▶ [EXERCISE]
Start at the line with "let min_ms = MIN_ZOOM_SPAN.num_milliseconds().min(full_ms);" in the records below, stop at the line with "let center = ((pct.clamp(0.0, 100.0)", and return every line in that span exactly, the two end lines included.

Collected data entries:
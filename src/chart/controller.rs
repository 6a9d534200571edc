//! Shared visible range across chart panels and the scrub control.
//!
//! Phases:
//!
//! | Phase | Meaning |
//! |-------|---------|
//! | `Idle` | no series with at least two samples is bound |
//! | `Bound` | every panel shows the canonical range |
//! | `Interacting` | a gesture from one source is being propagated |
//!
//! Propagation is synchronous under `&mut self`, so `Interacting` only lasts
//! for the duration of one call. Echoes (a panel reporting back the range it
//! was just given) compare equal to the canonical range and are dropped.

use chrono::TimeDelta;
use std::sync::Arc;

use crate::chart::panel::{ChartPanel, VisibleRange};
use crate::model::Sample;
use crate::view::PanelId;
use crate::view::state::DEFAULT_SLIDER_PCT;

/// Fewest samples a scrub window covers.
pub const MIN_SCRUB_WINDOW: usize = 5;

/// Narrowest span a zoom may reach, unless the whole series is shorter.
pub const MIN_ZOOM_SPAN: TimeDelta = TimeDelta::hours(1);

/// Where a gesture came from.
#[derive(Debug, Clone, Copy, PartialEq, Eq)]
pub enum GestureSource {
    Panel(PanelId),
    Scrub,
    Zoom,
    Reset,
}

#[derive(Debug, Clone, Copy, PartialEq, Eq)]
pub enum SyncPhase {
    Idle,
    Bound,
    Interacting(GestureSource),
}

pub struct ChartSyncController {
    panels: Vec<Box<dyn ChartPanel>>,
    phase: SyncPhase,
    series: Arc<[Sample]>,
    visible: Option<VisibleRange>,
    slider_pct: f64,
}

impl ChartSyncController {
    #[must_use]
    pub fn new(panels: Vec<Box<dyn ChartPanel>>) -> Self {
        Self {
            panels,
            phase: SyncPhase::Idle,
            series: Arc::from(Vec::new()),
            visible: None,
            slider_pct: DEFAULT_SLIDER_PCT,
        }
    }

    #[must_use]
    pub fn phase(&self) -> SyncPhase {
        self.phase
    }

    #[must_use]
    pub fn visible_range(&self) -> Option<VisibleRange> {
        self.visible
    }

    #[must_use]
    pub fn slider_position_pct(&self) -> f64 {
        self.slider_pct
    }

    #[must_use]
    pub fn panels(&self) -> &[Box<dyn ChartPanel>] {
        &self.panels
    }

    /// Whether `series` is the exact allocation currently bound.
    #[must_use]
    pub fn is_bound_to(&self, series: &Arc<[Sample]>) -> bool {
        Arc::ptr_eq(&self.series, series)
    }

    /// Full span of the bound series, oldest to newest sample.
    #[must_use]
    pub fn full_range(&self) -> Option<VisibleRange> {
        match (self.series.first(), self.series.last()) {
            (Some(first), Some(last)) if self.series.len() >= 2 => {
                Some(VisibleRange::new(first.timestamp, last.timestamp))
            }
            _ => None,
        }
    }

    /// Bind a freshly fetched series. Any zoom in progress is discarded.
    pub fn bind(&mut self, series: Arc<[Sample]>) {
        self.series = series;
        self.slider_pct = DEFAULT_SLIDER_PCT;

        let Some(full) = self.full_range() else {
            tracing::debug!(samples = self.series.len(), "Series too short to chart");
            self.phase = SyncPhase::Idle;
            self.visible = None;
            return;
        };

        self.visible = Some(full);
        self.apply_to_panels(&full, None);
        self.phase = SyncPhase::Bound;
        tracing::debug!(samples = self.series.len(), min = %full.min, max = %full.max, "Charts bound");
    }

    /// A panel was panned or zoomed by the user and already shows `range`.
    ///
    /// Returns whether the canonical range changed.
    pub fn on_pan_or_zoom(&mut self, origin: PanelId, range: VisibleRange) -> bool {
        if self.phase == SyncPhase::Idle {
            return false;
        }
        let range = VisibleRange::new(range.min, range.max);
        if self.visible == Some(range) {
            return false;
        }
        self.propagate(GestureSource::Panel(origin), range);
        true
    }

    /// Move the scrub control. Returns whether the canonical range changed.
    pub fn on_scrub(&mut self, pct: f64) -> bool {
        if self.phase == SyncPhase::Idle || !pct.is_finite() {
            return false;
        }
        let pct = pct.clamp(0.0, 100.0);
        let (start, end) = scrub_window(self.series.len(), pct);
        let range = VisibleRange::new(self.series[start].timestamp, self.series[end].timestamp);

        self.slider_pct = pct;
        if self.visible == Some(range) {
            return false;
        }
        self.propagate(GestureSource::Scrub, range);
        true
    }

    /// Back to the full span with the scrub control at 100%.
    pub fn reset(&mut self) {
        if self.phase == SyncPhase::Idle {
            return;
        }
        let Some(full) = self.full_range() else {
            return;
        };
        self.slider_pct = DEFAULT_SLIDER_PCT;
        self.propagate(GestureSource::Reset, full);
    }

    /// Scale the visible span around its centre; `factor > 1` zooms out.
    ///
    /// The span stays within `[min(1h, full span), full span]` and the window
    /// is shifted back inside the series extent.
    pub fn zoom(&mut self, factor: f64) -> bool {
        if self.phase == SyncPhase::Idle || !factor.is_finite() || factor <= 0.0 {
            return false;
        }
        let (Some(current), Some(full)) = (self.visible, self.full_range()) else {
            return false;
        };

        let full_ms = full.span().num_milliseconds();
        let min_ms = MIN_ZOOM_SPAN.num_milliseconds().min(full_ms);
        #[allow(clippy::cast_possible_truncation, clippy::cast_precision_loss)]
        let span_ms = ((current.span().num_milliseconds() as f64 * factor).round() as i64)
            .clamp(min_ms, full_ms);
        let span = TimeDelta::milliseconds(span_ms);

        let center = current.min + current.span() / 2;
        let mut min = center - span / 2;
        let mut max = min + span;
        if min < full.min {
            min = full.min;
            max = (min + span).min(full.max);
        }
        if max > full.max {
            max = full.max;
            min = (max - span).max(full.min);
        }

        let range = VisibleRange::new(min, max);
        if self.visible == Some(range) {
            return false;
        }
        self.propagate(GestureSource::Zoom, range);
        true
    }

    fn propagate(&mut self, source: GestureSource, range: VisibleRange) {
        self.phase = SyncPhase::Interacting(source);
        self.visible = Some(range);
        let skip = match source {
            GestureSource::Panel(origin) => Some(origin),
            _ => None,
        };
        self.apply_to_panels(&range, skip);
        self.phase = SyncPhase::Bound;
        tracing::debug!(?source, min = %range.min, max = %range.max, "Visible range synced");
    }

    fn apply_to_panels(&mut self, range: &VisibleRange, skip: Option<PanelId>) {
        for panel in &mut self.panels {
            if Some(panel.id()) != skip {
                panel.set_visible_range(range);
            }
        }
    }
}

/// Index bounds `(start, end)` (inclusive) of the scrub window over a series
/// of `len` samples at `pct` percent.
///
/// The window holds `max(5, floor(len / 5))` samples (never more than `len`),
/// centred on `floor(pct / 100 * (len - 1))` and clamped inside the series.
#[must_use]
pub fn scrub_window(len: usize, pct: f64) -> (usize, usize) {
    if len == 0 {
        return (0, 0);
    }
    let width = (len / 5).max(MIN_SCRUB_WINDOW).min(len);
    #[allow(
        clippy::cast_possible_truncation,
        clippy::cast_sign_loss,
        clippy::cast_precision_loss
    )]
    let center = ((pct.clamp(0.0, 100.0) / 100.0) * (len - 1) as f64).floor() as usize;
    let start = center.saturating_sub(width / 2).min(len - width);
    (start, start + width - 1)
}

▶ [COMPLETED TASK]
        let min_ms = MIN_ZOOM_SPAN.num_milliseconds().min(full_ms);
        #[allow(clippy::cast_possible_truncation, clippy::cast_precision_loss)]
        let span_ms = ((current.span().num_milliseconds() as f64 * factor).round() as i64)
            .clamp(min_ms, full_ms);
        let span = TimeDelta::milliseconds(span_ms);

        let center = current.min + current.span() / 2;
        let mut min = center - span / 2;
        let mut max = min + span;
        if min < full.min {
            min = full.min;
            max = (min + span).min(full.max);
        }
        if max > full.max {
            max = full.max;
            min = (max - span).max(full.min);
        }

        let range = VisibleRange::new(min, max);
        if self.visible == Some(range) {
            return false;
        }
        self.propagate(GestureSource::Zoom, range);
        true
    }

    fn propagate(&mut self, source: GestureSource, range: VisibleRange) {
        self.phase = SyncPhase::Interacting(source);
        self.visible = Some(range);
        let skip = match source {
            GestureSource::Panel(origin) => Some(origin),
            _ => None,
        };
        self.apply_to_panels(&range, skip);
        self.phase = SyncPhase::Bound;
        tracing::debug!(?source, min = %range.min, max = %range.max, "Visible range synced");
    }

    fn apply_to_panels(&mut self, range: &VisibleRange, skip: Option<PanelId>) {
        for panel in &mut self.panels {
            if Some(panel.id()) != skip {
                panel.set_visible_range(range);
            }
        }
    }
}

/// Index bounds `(start, end)` (inclusive) of the scrub window over a series
/// of `len` samples at `pct` percent.
///
/// The window holds `max(5, floor(len / 5))` samples (never more than `len`),
/// centred on `floor(pct / 100 * (len - 1))` and clamped inside the series.
#[must_use]
pub fn scrub_window(len: usize, pct: f64) -> (usize, usize) {
    if len == 0 {
        return (0, 0);
    }
    let width = (len / 5).max(MIN_SCRUB_WINDOW).min(len);
    #[allow(
        clippy::cast_possible_truncation,
        clippy::cast_sign_loss,
        clippy::cast_precision_loss
    )]
    let center = ((pct.clamp(0.0, 100.0) / 100.0) * (len - 1) as f64).floor() as usize;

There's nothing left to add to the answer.